William E. DUNN, Chief Probation and Parole Officer, and Lee Aucoin, Parole Officer, Department of Corrections.
Supreme Court of Louisiana.
Jack P. F. Gremillion, Atty. Gen., William P. Schuler, Jack E. Yelverton, Asst. Attys. Gen., Ken C. DeJean, Special Counsel to Atty. Gen., for appellant.
Fruge & Foret, Jack C. Fruge, Ville Platte, for appellee.
SANDERS, Justice.
This is a habeas corpus proceeding. On April 24, 1969, a parole officer arrested Jerry Aucoin, a parolee from the Louisiana State Penitentiary, for violation of his parole and incarcerated him in the Evangeline Parish jail. The arrest was made under a warrant signed by the Chief Probation and Parole Officer of the Louisiana Department of Corrections. On the day of his arrest, Aucoin filed a petition for habeas corpus in the district court. The petition alleged the arrest was improper on two grounds: (1) The parole officer made no recommendation that petitioner's parole be revoked, as required by LSA-R.S. 15:574.7; and (2) The "mode of arrest" of petitioner was in violation of his rights under the state and federal constitutions.
After a hearing, the district court maintained the habeas corpus and ordered Aucoin released. The court held that the absence of a recommendation of the local supervisor vitiated the arrest under LSA-R.S. 15:574.7. Although unnecessary for the decision, the court expressed the opinion that the statute was unconstitutional, because it failed to require a hearing earlier than within thirty days after incarceration.

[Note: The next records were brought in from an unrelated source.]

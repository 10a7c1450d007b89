//! Transaction entity - Represents all financial transactions in the system.
//!
//! Each transaction belongs to one user and carries an amount, a spending
//! category, a type (`CREDIT`/`DEBIT`), an optional store name, and the
//! conversation bookkeeping fields: free-text `context` collected from the
//! user, the `is_conversation_closed` flag driving the per-user conversation
//! state machine, the `is_reported` flag consumed by report aggregation, and
//! the latest completion-provider continuation token.

use sea_orm::entity::prelude::*;
use serde::{Deserialize, Serialize};

/// Transaction direction: money in or money out.
#[derive(Clone, Copy, Debug, PartialEq, Eq, EnumIter, DeriveActiveEnum, Serialize, Deserialize)]
#[sea_orm(rs_type = "String", db_type = "String(StringLen::N(16))")]
pub enum TransactionType {
    /// Incoming funds, adds to the balance
    #[sea_orm(string_value = "CREDIT")]
    #[serde(rename = "CREDIT")]
    Credit,
    /// Outgoing funds, subtracts from the balance
    #[sea_orm(string_value = "DEBIT")]
    #[serde(rename = "DEBIT")]
    Debit,
}

/// Fixed set of spending categories.
#[derive(
    Clone, Copy, Debug, PartialEq, Eq, PartialOrd, Ord, EnumIter, DeriveActiveEnum, Serialize,
    Deserialize,
)]
#[sea_orm(rs_type = "String", db_type = "String(StringLen::N(32))")]
#[serde(rename_all = "lowercase")]
pub enum Category {
    #[sea_orm(string_value = "food")]
    Food,
    #[sea_orm(string_value = "transportation")]
    Transportation,
    #[sea_orm(string_value = "entertainment")]
    Entertainment,
    #[sea_orm(string_value = "shopping")]
    Shopping,
    #[sea_orm(string_value = "bills")]
    Bills,
    #[sea_orm(string_value = "health")]
    Health,
    #[sea_orm(string_value = "education")]
    Education,
    #[sea_orm(string_value = "travel")]
    Travel,
    #[sea_orm(string_value = "other")]
    Other,
}

impl Category {
    /// The category name as stored in the database and used as a
    /// category-breakdown key.
    #[must_use]
    pub fn as_str(&self) -> &'static str {
        match self {
            Self::Food => "food",
            Self::Transportation => "transportation",
            Self::Entertainment => "entertainment",
            Self::Shopping => "shopping",
            Self::Bills => "bills",
            Self::Health => "health",
            Self::Education => "education",
            Self::Travel => "travel",
            Self::Other => "other",
        }
    }
}

/// Transaction database model
#[derive(Clone, Debug, PartialEq, DeriveEntityModel, Serialize, Deserialize)]
#[sea_orm(table_name = "transactions")]
pub struct Model {
    /// Unique identifier for the transaction
    #[sea_orm(primary_key)]
    pub id: i64,
    /// ID of the user this transaction belongs to
    pub user_id: i64,
    /// Transaction amount; `total`/`debit` aggregation uses absolute values
    pub amount: f64,
    /// Spending category
    pub category: Category,
    /// Whether this is incoming (`CREDIT`) or outgoing (`DEBIT`) money
    pub transaction_type: TransactionType,
    /// Store or merchant name, if known
    pub store_name: Option<String>,
    /// When the transaction occurred
    pub date: DateTimeUtc,
    /// Free-text context collected through the conversation, None until filled
    pub context: Option<String>,
    /// Whether this transaction has been folded into a SHORT report
    pub is_reported: bool,
    /// Whether the context conversation for this transaction is closed
    pub is_conversation_closed: bool,
    /// Latest completion-provider continuation token for this conversation
    pub latest_response_id: Option<String>,
}

/// Defines relationships between Transaction and other entities
#[derive(Copy, Clone, Debug, EnumIter, DeriveRelation)]
pub enum Relation {
    /// Each transaction belongs to one user
    #[sea_orm(
        belongs_to = "super::user::Entity",
        from = "Column::UserId",
        to = "super::user::Column::Id"
    )]
    User,
}

impl Related<super::user::Entity> for Entity {
    fn to() -> RelationDef {
        Relation::User.def()
    }
}

impl ActiveModelBehavior for ActiveModel {}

The State appealed to this Court.[1] The State concedes that after the parolee's release, *531 he submitted to the jurisdiction of the Parole Board under a new warrant, his parole was revoked, and he is now serving his sentence in the Louisiana State Penitentiary. The State also concedes the validity of the arrest is now moot, but urges the Court to pass upon the constitutionality of LSA-R.S. 15:574.7, regulating the arrest of parolees for violation of their parole.
The present habeas corpus proceeding attacked the validity of the first arrest and incarceration. The court released the parolee from custody under this arrest. He is now serving his term in the penitentiary under a subsequent arrest and parole hearing, to which he submitted without contest. Nothing this Court could do in the present proceeding would affect the prisoner's custody or the rights of the litigants in respect to it. Hence, we are of the opinion that the entire proceeding is moot.

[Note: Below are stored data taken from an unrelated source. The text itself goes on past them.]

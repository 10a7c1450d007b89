use std::sync::Arc;

use dotenvy::dotenv;
use tracing::{info, warn};
use tracing_subscriber::EnvFilter;

use spendcoach::{
    config,
    core::Services,
    errors::Result,
    providers::{Messenger, OpenAiClient, WhatsAppClient},
    server::{self, AppState},
};

#[tokio::main]
async fn main() -> Result<()> {
    // 1. Initialize tracing (as early as possible)
    tracing_subscriber::fmt()
        .with_env_filter(
            EnvFilter::try_from_default_env().unwrap_or_else(|_| EnvFilter::new("info")),
        )
        .init();

    // 2. Load .env file, non-fatal since env vars can be set externally
    dotenv().ok();
    info!("Attempted to load .env file.");

    // 3. Load the main application configuration
    let app_config = config::load_app_configuration()?;
    info!("Successfully processed application configuration.");

    // 4. Initialize database
    let db = config::database::create_connection(&app_config.database_url).await?;
    config::database::create_tables(&db).await?;
    info!("Database initialized successfully.");

    // 5. Wire up the providers
    let completion = Arc::new(OpenAiClient::new(app_config.completion.clone())?);
    let messenger: Option<Arc<dyn Messenger>> = match &app_config.whatsapp {
        Some(whatsapp_config) => Some(Arc::new(WhatsAppClient::new(whatsapp_config)?)),
        None => {
            warn!("WhatsApp is not configured, outbound delivery is disabled");
            None
        }
    };
    let webhook_verify_token = app_config
        .whatsapp
        .as_ref()
        .map(|w| w.verify_token.clone());

    // 6. Run the HTTP server
    let services = Services::new(db, completion, messenger);
    let state = AppState::new(services, webhook_verify_token);
    server::run_server(state, &app_config.listen_addr).await
}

The principle that this Court will not render advisory opinions on matters that have no effect upon the present rights of litigants is deeply rooted in the jurisprudence. See, e. g., Hirt v. City of New Orleans, 225 La. 589, 73 So.2d 471; Pettingill v. Hills, Inc., 199 La. 557, 6 So.2d 660; In re Westwego Moss Co., 196 La. 168, 198 So. 893.
In Pettingill v. Hills, Inc., supra, this Court stated:
"It is the function of appellate courts to render judgments that can be made effective and not to give opinions on moot questions or abstract propositions from which no practical results can follow."
It is also well settled that the Court will not consider the constitutionality of a statute unless it is necessary for a determination of the rights of a litigant in the case before it. State v. Deutch, 245 La. 819, 161 So.2d 730; Succession of Bienvenu, 106 La. 595, 31 So. 193; Parish of St. Landry v. Stout, 32 La.Ann. 1278; 16 Am.Jur.2d, Constitutional Law, § 112, p. 299.
In 16 Am.Jur.2d, Constitutional Law, § 112, supra, the principle is well stated:
"The constitutionality of a statute will not be considered and determined by the courts as a hypothetical question, because constitutional questions are not to be dealt with abstractly or in the manner of an academic discussion."
For the reasons assigned, the appeal is dismissed.
BARHAM, J., concurs.
NOTES
[1] Apparently the State appealed on the jurisdictional theory that the district court had declared a state statute unconstitutional. See Art. 7, Sec. 10(2), La.Const.